A descoberta foi anunciada, de forma discreta, pelo Centro Africano de Excelência para a Genômica das Doenças Infecciosas (Acegid), com sede em Ede, sudoeste da Nigéria. Depois disso, o Centro Africano de Controle de Doenças (CDC), a agência de saúde da União Africana, organizou um encontro de especialistas para dimensionar o real impacto.
O professor Christian Happi, biólogo molecular que participou no sequenciamento genético da nova variante, pediu cautela. O Acegid analisou, no início do mês, 200 mostras do vírus e duas delas, obtidas de pacientes em 3 de agosto e 9 de outubro, apresentaram mutações genéticas. "Não temos ideia, nem certeza, se essa variante tem relação direta com o aumento de casos na Nigéria atualmente", disse Happi.
Em comparação a outros países, os números da covid-19 da Nigéria são relativamente baixos. Segundo balanço atualizado no último sábado, eram 82 mil casos registrados e 1.246 mortes. Apesar do cenário, o número de contágios no país, que realiza pouquíssimos testes, registra aceleração.
Hipóteses
Graças ao sequenciamento genético do vírus, uma operação de rastreamento sofisticada que apenas 12 laboratórios conseguem executar no continente africano, o professor Happi e sua equipe mostraram a evolução da mutação. "Não sabemos de onde vem a nova variante. Mas, acreditamos que seja independente, que se produz na Nigéria. Não acredito que seja importada", disse o biólogo.
Ex-professor de Harvard, especializado em doenças infecciosas, Christian Happi assinalou que os vírus sofrem mudanças de maneira natural. "O importante não é a mutação, e, sim, a transformação da proteína spike, a parte do vírus que permite o acesso às células do corpo e que tornaria essa mutação infecciosa", explicou.
O Acegid trabalha com o Centro de Doenças Infecciosas da Nigéria (NCDC), organismo de saúde pública nacional, para tentar explicar o aumento recente de casos da covid-19 no país e se essa evolução pode ser sido motivada pela nova cepa.

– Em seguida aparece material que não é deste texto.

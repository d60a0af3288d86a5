//! Shared CLI helpers used across multiple commands.

use anyhow::Context;
use audiolib_config::AnalysisSettings;
use audiolib_io::read_wav;
use std::path::Path;

/// Load settings from `--config`, or the default location.
pub fn load_settings(config: Option<&Path>) -> anyhow::Result<AnalysisSettings> {
    AnalysisSettings::load_or_default(config).context("loading settings")
}

/// One channel of a WAV file with its sample rate.
pub struct Channel {
    pub samples: Vec<f64>,
    pub sample_rate: f64,
}

/// Read one channel of a WAV file.
pub fn read_channel(path: &Path, index: usize) -> anyhow::Result<Channel> {
    let mut data = read_wav(path).with_context(|| format!("reading {}", path.display()))?;
    let count = data.num_channels();
    if index >= count {
        anyhow::bail!(
            "{} has {} channel(s), channel {} requested",
            path.display(),
            count,
            index
        );
    }
    let sample_rate = f64::from(data.sample_rate);
    Ok(Channel {
        samples: data.channels.swap_remove(index),
        sample_rate,
    })
}

/// Read the same channel from two files recorded at one sample rate.
pub fn read_pair(a: &Path, b: &Path, index: usize) -> anyhow::Result<(Channel, Channel)> {
    let first = read_channel(a, index)?;
    let second = read_channel(b, index)?;
    if first.sample_rate != second.sample_rate {
        anyhow::bail!(
            "sample rates differ: {} Hz vs {} Hz",
            first.sample_rate,
            second.sample_rate
        );
    }
    Ok((first, second))
}
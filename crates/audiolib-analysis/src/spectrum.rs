//! Power spectra and magnitude-squared coherence

use crate::error::{Error, Result, check_sample_rate};
use crate::fft::{Fft, Window};
use rustfft::num_complex::Complex;

/// One-sided power spectrum of a real signal.
#[derive(Debug, Clone, PartialEq)]
pub struct PowerSpectrum {
    /// Bin frequencies in Hz, DC to Nyquist.
    pub frequencies: Vec<f64>,
    /// `|X[k] / N|^2` per bin.
    pub power: Vec<f64>,
}

impl PowerSpectrum {
    /// Number of bins.
    pub fn len(&self) -> usize {
        self.power.len()
    }

    /// True when there are no bins.
    pub fn is_empty(&self) -> bool {
        self.power.is_empty()
    }

    /// Index of the strongest bin.
    pub fn peak_bin(&self) -> Option<usize> {
        self.power
            .iter()
            .enumerate()
            .max_by(|(_, a), (_, b)| a.total_cmp(b))
            .map(|(i, _)| i)
    }

    /// Power in dB (floored at -240 dB).
    pub fn power_db(&self) -> Vec<f64> {
        self.power
            .iter()
            .map(|&p| 10.0 * p.max(1e-24).log10())
            .collect()
    }

    /// Local maxima as `(frequency, power)` pairs, strongest first.
    pub fn peaks(&self, count: usize) -> Vec<(f64, f64)> {
        let p = &self.power;
        let mut peaks: Vec<(f64, f64)> = (0..p.len())
            .filter(|&i| {
                let left = i == 0 || p[i] > p[i - 1];
                let right = i + 1 == p.len() || p[i] >= p[i + 1];
                left && right && p[i] > 0.0
            })
            .map(|i| (self.frequencies[i], p[i]))
            .collect();

        peaks.sort_by(|a, b| b.1.total_cmp(&a.1));
        peaks.truncate(count);
        peaks
    }
}

/// Bin frequencies `k * sample_rate / fft_len` for `k = 0..=fft_len/2`.
pub fn rfft_frequencies(fft_len: usize, sample_rate: f64) -> Vec<f64> {
    let bin_width = sample_rate / fft_len as f64;
    (0..=fft_len / 2).map(|k| k as f64 * bin_width).collect()
}

/// Compute the power spectrum of a real signal.
///
/// `fft_len` defaults to the signal length; the signal is zero-padded or
/// truncated to it. Returns `fft_len/2 + 1` bins spaced `sample_rate /
/// fft_len` apart with power `|RFFT(signal)[k] / fft_len|^2`.
///
/// # Example
///
/// ```rust
/// use audiolib_analysis::rfft_power_spectrum;
///
/// let signal: Vec<f64> = (0..64)
///     .map(|i| (2.0 * std::f64::consts::PI * 4.0 * i as f64 / 64.0).sin())
///     .collect();
/// let spec = rfft_power_spectrum(&signal, 64.0, None).unwrap();
/// assert_eq!(spec.peak_bin(), Some(4));
/// ```
pub fn rfft_power_spectrum(
    signal: &[f64],
    sample_rate: f64,
    fft_len: Option<usize>,
) -> Result<PowerSpectrum> {
    check_sample_rate(sample_rate)?;
    let fft_len = fft_len.unwrap_or(signal.len());
    if fft_len == 0 {
        return Err(Error::InvalidArgument(
            "FFT length must be at least 1".to_string(),
        ));
    }

    let fft = Fft::new(fft_len);
    let norm = (fft_len as f64).powi(2);
    let power = fft
        .forward_real(signal)
        .iter()
        .map(|c| c.norm_sqr() / norm)
        .collect();

    Ok(PowerSpectrum {
        frequencies: rfft_frequencies(fft_len, sample_rate),
        power,
    })
}

/// Magnitude-squared coherence between two signals.
#[derive(Debug, Clone, PartialEq)]
pub struct Coherence {
    /// Bin frequencies in Hz.
    pub frequencies: Vec<f64>,
    /// Coherence per bin, in `[0, 1]`.
    pub msc: Vec<f64>,
}

/// Welch-averaged auto and cross spectra of a signal pair.
pub(crate) struct CrossSpectra {
    pub pxx: Vec<f64>,
    pub pyy: Vec<f64>,
    /// `sum(conj(X) * Y)`.
    pub pxy: Vec<Complex<f64>>,
    pub block_len: usize,
}

/// Validate a signal pair and return the effective segment length.
fn effective_block_len(x: &[f64], y: &[f64], block_len: usize) -> Result<usize> {
    if x.len() != y.len() {
        return Err(Error::shape("second signal", x.len(), y.len()));
    }
    if x.is_empty() {
        return Err(Error::InvalidArgument("signals are empty".to_string()));
    }
    if block_len == 0 {
        return Err(Error::InvalidArgument(
            "block length must be at least 1".to_string(),
        ));
    }
    if block_len > x.len() {
        tracing::warn!(
            block_len,
            signal_len = x.len(),
            "block length exceeds signal length, using signal length"
        );
        return Ok(x.len());
    }
    Ok(block_len)
}

/// Accumulate Hann-windowed spectra over half-overlapping segments.
///
/// Each segment has its mean removed before windowing.
pub(crate) fn cross_spectra(x: &[f64], y: &[f64], block_len: usize) -> Result<CrossSpectra> {
    let block_len = effective_block_len(x, y, block_len)?;
    let hop = block_len - block_len / 2;
    let num_segments = (x.len() - block_len) / hop + 1;

    let fft = Fft::new(block_len);
    let window = Window::Hann.coefficients(block_len);
    let bins = fft.num_bins();

    let mut pxx = vec![0.0; bins];
    let mut pyy = vec![0.0; bins];
    let mut pxy = vec![Complex::new(0.0, 0.0); bins];

    let prepare = |segment: &[f64]| -> Vec<f64> {
        let mean = segment.iter().sum::<f64>() / segment.len() as f64;
        segment
            .iter()
            .zip(&window)
            .map(|(&s, &w)| (s - mean) * w)
            .collect()
    };

    for seg in 0..num_segments {
        let start = seg * hop;
        let xs = fft.forward_real(&prepare(&x[start..start + block_len]));
        let ys = fft.forward_real(&prepare(&y[start..start + block_len]));

        for i in 0..bins {
            pxx[i] += xs[i].norm_sqr();
            pyy[i] += ys[i].norm_sqr();
            pxy[i] += xs[i].conj() * ys[i];
        }
    }

    tracing::debug!(block_len, num_segments, "cross_spectra");

    Ok(CrossSpectra {
        pxx,
        pyy,
        pxy,
        block_len,
    })
}

/// Estimate magnitude-squared coherence with Welch averaging.
///
/// Segments of `block_len` samples overlap by half and use a periodic Hann
/// window. A `block_len` longer than the signals is reduced to their length.
/// Bins where either signal carries no energy report 0.
pub fn coherence(x: &[f64], y: &[f64], sample_rate: f64, block_len: usize) -> Result<Coherence> {
    check_sample_rate(sample_rate)?;
    let spectra = cross_spectra(x, y, block_len)?;

    let msc = spectra
        .pxy
        .iter()
        .zip(spectra.pxx.iter().zip(&spectra.pyy))
        .map(|(pxy, (&pxx, &pyy))| {
            let denom = pxx * pyy;
            if denom > 0.0 {
                (pxy.norm_sqr() / denom).min(1.0)
            } else {
                0.0
            }
        })
        .collect();

    Ok(Coherence {
        frequencies: rfft_frequencies(spectra.block_len, sample_rate),
        msc,
    })
}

Mas, uma coisa parece correta: a taxa de mortalidade relativamente baixa na Nigéria não aumentou recentemente.
"Peço que as pessoas não extrapolem", disse o professor. "Nada prova, por exemplo, que a cepa encontrada na Inglaterra teria os mesmos efeitos na Nigéria e vice-versa", enfatizou.
O especialista lembrou que decifrar o comportamento do novo coronavírus é um desafio constante. "Se há algo que a covid-19 nos ensinou é que, em tudo que acreditávamos saber sobre esse vírus, estávamos equivocados", enfatizou, acrescentando: "Alguns previram que um terço da população da África morreria, mas não podemos reunir as pesquisas e os números da Europa e dos Estados Unidos e aplicá-los aqui: somos geneticamente diferentes, nossa saúde imunológica é diferente."
Até o momento, a África registra, oficialmente, 2,4 milhões de infecções, ou seja, 3,6% do total mundial, segundo o balanço da agência de notícias France-Presse. O continente confirmou pouco mais de 57 mil mortes, número menor do que o notificado na França (59.072).
A testagem reduzida pode colocar em dúvida as estatísticas. Em contrapartida, é certo que nenhum país africano observou um aumento excessivo da mortalidade, o que seria indício de propagação do vírus.